The psyker looked up at me, or at least his head did, but he could not see me, for he had no eyes. Or could he? You could never know for sure when you were dealing with psykers. 

The psyker did not reply to what I said, and instead he started saying random words. _“It… I… I… Have… It… Seen… Darkness… Why… You… Here?” _

I understood the question. 

_“I am here to interview you.” _I replied as calmly as I could. 

_“It is… It is coming closer… It… Is here to… to…” _ The psyker replied. 

_“What is coming closer?”_ I asked. 

_“I am not the… The only one… Others have seen it! I am not mad. I am not the only one!!”_ The psyker almost shouted as he said it, and fell of his chair in the process. 

_“Not mad”_ I thought, he was clearly mad. Insane would be a more proper word for the situation.

_“Please, could you start by telling me your name.”_ I said.

_“Why do…”_ The spyker paused, before replying _“Avitus Cygnus.” _

“_Good, now we will try take this slowly.”_ I said, before continuing_ “Could you tell me about this “thing” that is coming closer?” _

_“It is here… Not far away… It is watching… Listening… It knows… It knows that I tell you…” _

_“What knows?”_ I asked. 

_“I already told you, it knows…”_ 

*+++Cant retrieve data+++
+++Loading+++
+++Loading Failed+++
+++Resting server+++
+++Loading+++
+++File successfully loaded+++*​
I started to get frustrated with this madman.

_“But who, or what, is this so called “it” that seems to know so much?”_ I asked and had to restrain myself from hitting a fist in the table.
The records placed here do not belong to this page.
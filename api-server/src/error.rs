use chrono::{SecondsFormat, Utc};
use rocket::http::{ContentType, Status};
use rocket::response::{self, Responder};
use rocket::{Catcher, Request, Response};
use serde::Serialize;
use std::io::Cursor;

use crate::store::StoreError;

pub type ApiResult<T> = Result<T, ApiError>;

/// Every failure an HTTP handler can surface. Internal details never reach the client.
#[derive(Debug)]
pub enum ApiError {
    Validation(String),
    NotFound(String),
    Unauthorized(String),
    Forbidden(String),
    Internal(String),
}

impl ApiError {
    pub fn status(&self) -> Status {
        match self {
            ApiError::Validation(_) => Status::BadRequest,
            ApiError::NotFound(_) => Status::NotFound,
            ApiError::Unauthorized(_) => Status::Unauthorized,
            ApiError::Forbidden(_) => Status::Forbidden,
            ApiError::Internal(_) => Status::InternalServerError,
        }
    }

    /// Message shown to the client.
    pub fn message(&self) -> &str {
        match self {
            ApiError::Validation(msg)
            | ApiError::NotFound(msg)
            | ApiError::Unauthorized(msg)
            | ApiError::Forbidden(msg) => msg,
            ApiError::Internal(_) => "Internal server error",
        }
    }
}

#[derive(Debug, Serialize)]
#[serde(rename_all = "camelCase")]
pub struct ErrorResponse {
    pub status_code: u16,
    pub message: String,
    pub timestamp: String,
}

impl ErrorResponse {
    pub fn new(status: Status, message: impl Into<String>) -> Self {
        Self {
            status_code: status.code,
            message: message.into(),
            timestamp: Utc::now().to_rfc3339_opts(SecondsFormat::Millis, true),
        }
    }
}

impl<'r> Responder<'r, 'static> for ApiError {
    fn respond_to(self, _: &'r Request<'_>) -> response::Result<'static> {
        let status = self.status();
        match &self {
            ApiError::Internal(detail) => log::error!("internal error: {}", detail),
            other => log::debug!("{} {}", status.code, other.message()),
        }

        let body = ErrorResponse::new(status, self.message());
        let json = serde_json::to_string(&body).unwrap_or_else(|_| {
            r#"{"statusCode":500,"message":"Internal server error"}"#.to_string()
        });

        Response::build()
            .status(status)
            .header(ContentType::JSON)
            .sized_body(json.len(), Cursor::new(json))
            .ok()
    }
}

impl From<StoreError> for ApiError {
    fn from(err: StoreError) -> Self {
        ApiError::Internal(err.to_string())
    }
}

/// Message a request guard left behind when it rejected the request.
#[derive(Debug, Default)]
pub struct GuardRejection(pub Option<String>);

impl GuardRejection {
    pub fn record(request: &Request<'_>, message: impl Into<String>) {
        let message = message.into();
        request.local_cache(|| GuardRejection(Some(message)));
    }

    fn message<'a>(request: &'a Request<'_>) -> Option<&'a str> {
        request
            .local_cache(GuardRejection::default)
            .0
            .as_deref()
    }
}

#[catch(400)]
fn bad_request(request: &Request<'_>) -> ApiError {
    ApiError::Validation(
        GuardRejection::message(request)
            .unwrap_or("Invalid request")
            .to_string(),
    )
}

#[catch(401)]
fn unauthorized(request: &Request<'_>) -> ApiError {
    ApiError::Unauthorized(
        GuardRejection::message(request)
            .unwrap_or("Unauthorized")
            .to_string(),
    )
}

#[catch(403)]
fn forbidden(request: &Request<'_>) -> ApiError {
    ApiError::Forbidden(
        GuardRejection::message(request)
            .unwrap_or("Forbidden, insufficient role for this action")
            .to_string(),
    )
}

#[catch(404)]
fn not_found(request: &Request<'_>) -> ApiError {
    match GuardRejection::message(request) {
        Some(message) => ApiError::NotFound(message.to_string()),
        None => ApiError::NotFound(format!("Cannot {} {}", request.method(), request.uri().path())),
    }
}

/// Body deserialization failures (missing or unknown fields) are client errors.
#[catch(422)]
fn unprocessable() -> ApiError {
    ApiError::Validation("Invalid request body".into())
}

#[catch(500)]
fn internal(request: &Request<'_>) -> ApiError {
    ApiError::Internal(format!("unhandled failure on {} {}", request.method(), request.uri()))
}

#[catch(default)]
fn fallback(status: Status, request: &Request<'_>) -> (Status, rocket::serde::json::Json<ErrorResponse>) {
    let message = GuardRejection::message(request)
        .map(str::to_string)
        .unwrap_or_else(|| status.reason_lossy().to_string());
    (status, rocket::serde::json::Json(ErrorResponse::new(status, message)))
}

pub fn catchers() -> Vec<Catcher> {
    catchers![
        bad_request,
        unauthorized,
        forbidden,
        not_found,
        unprocessable,
        internal,
        fallback
    ]
}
_“How many times do I have… You have not seen it… Have you? You have not started at it… You have not heard it talk… You have not seen the… The… Future… A future with no… No…”_ The psyker began shaking. _“It knows! It talks to me!”_ The psyker screamed. I pulled my pistol and pointed it at the psykers head. I was about to fire when the door flew open and the two servitors walked into the room and quickly locked onto the psyker. They did not fire, but instead they grabbed the psyker with their free arm and dragged him screaming out of the room. Soon my guide came in. He told me that he knew nothing of what that madman had been trying to say, and after that he did not speak*+++Malfunction+++
+++Can not display data+++*​
*###### ### ##### ##### ## ####? ###* next day *#* was told that the ###### ### killed *######.* That only proves that he is mad, *### ### ##### #### ##plain the ##### ##* over three thousand astropath#? Was it a coincidence that so many killed themselves during a single night? I am not sure, but now I must stop writing, and return to my duty… 

*- Commissar Visla*


*+++Transmission Ended+++
+++Terminating Data+++ 
*​


----------



## ThatOtherGuy (Apr 13, 2010)

Ok, so as you have asked, here is a little criticism that I have with this part. 



Doelago said:


> *+++Loading…+++
> +++Accessing File+++
> +++Access denied+++
> +++Inquisitorial Authority Needed+++
> ...



I understood the plot of this little cut and I am deeply interested. Good job and keep at it. Don't worry about this critique, for I too fall for these mistakes once in a while.


----------



## Doelago (Nov 29, 2009)

ThatOtherGuy said:


> Ok, so as you have asked, here is a little criticism that I have with this part.
> 
> I understood the plot of this little cut and I am deeply interested. Good job and keep at it. Don't worry about this critique, for I too fall for these mistakes once in a while.


Thanks for the comment! k: I will try to avoid to many mistakes like that in the next one...


----------



## ThatOtherGuy (Apr 13, 2010)

Its not really a mistake, just word order and flow. Its something that a lot of armature writers have a difficulty with (including myself).


----------



## waltzmelancholy_07 (Sep 30, 2008)

Nice one Doelago... Rep for your style of storytelling... 

Cheers!....


----------



## Doelago (Nov 29, 2009)

waltzmelancholy_07 said:


> Nice one Doelago... Rep for your style of storytelling...
> 
> Cheers!....


Thanks for the rep! :victory:


----------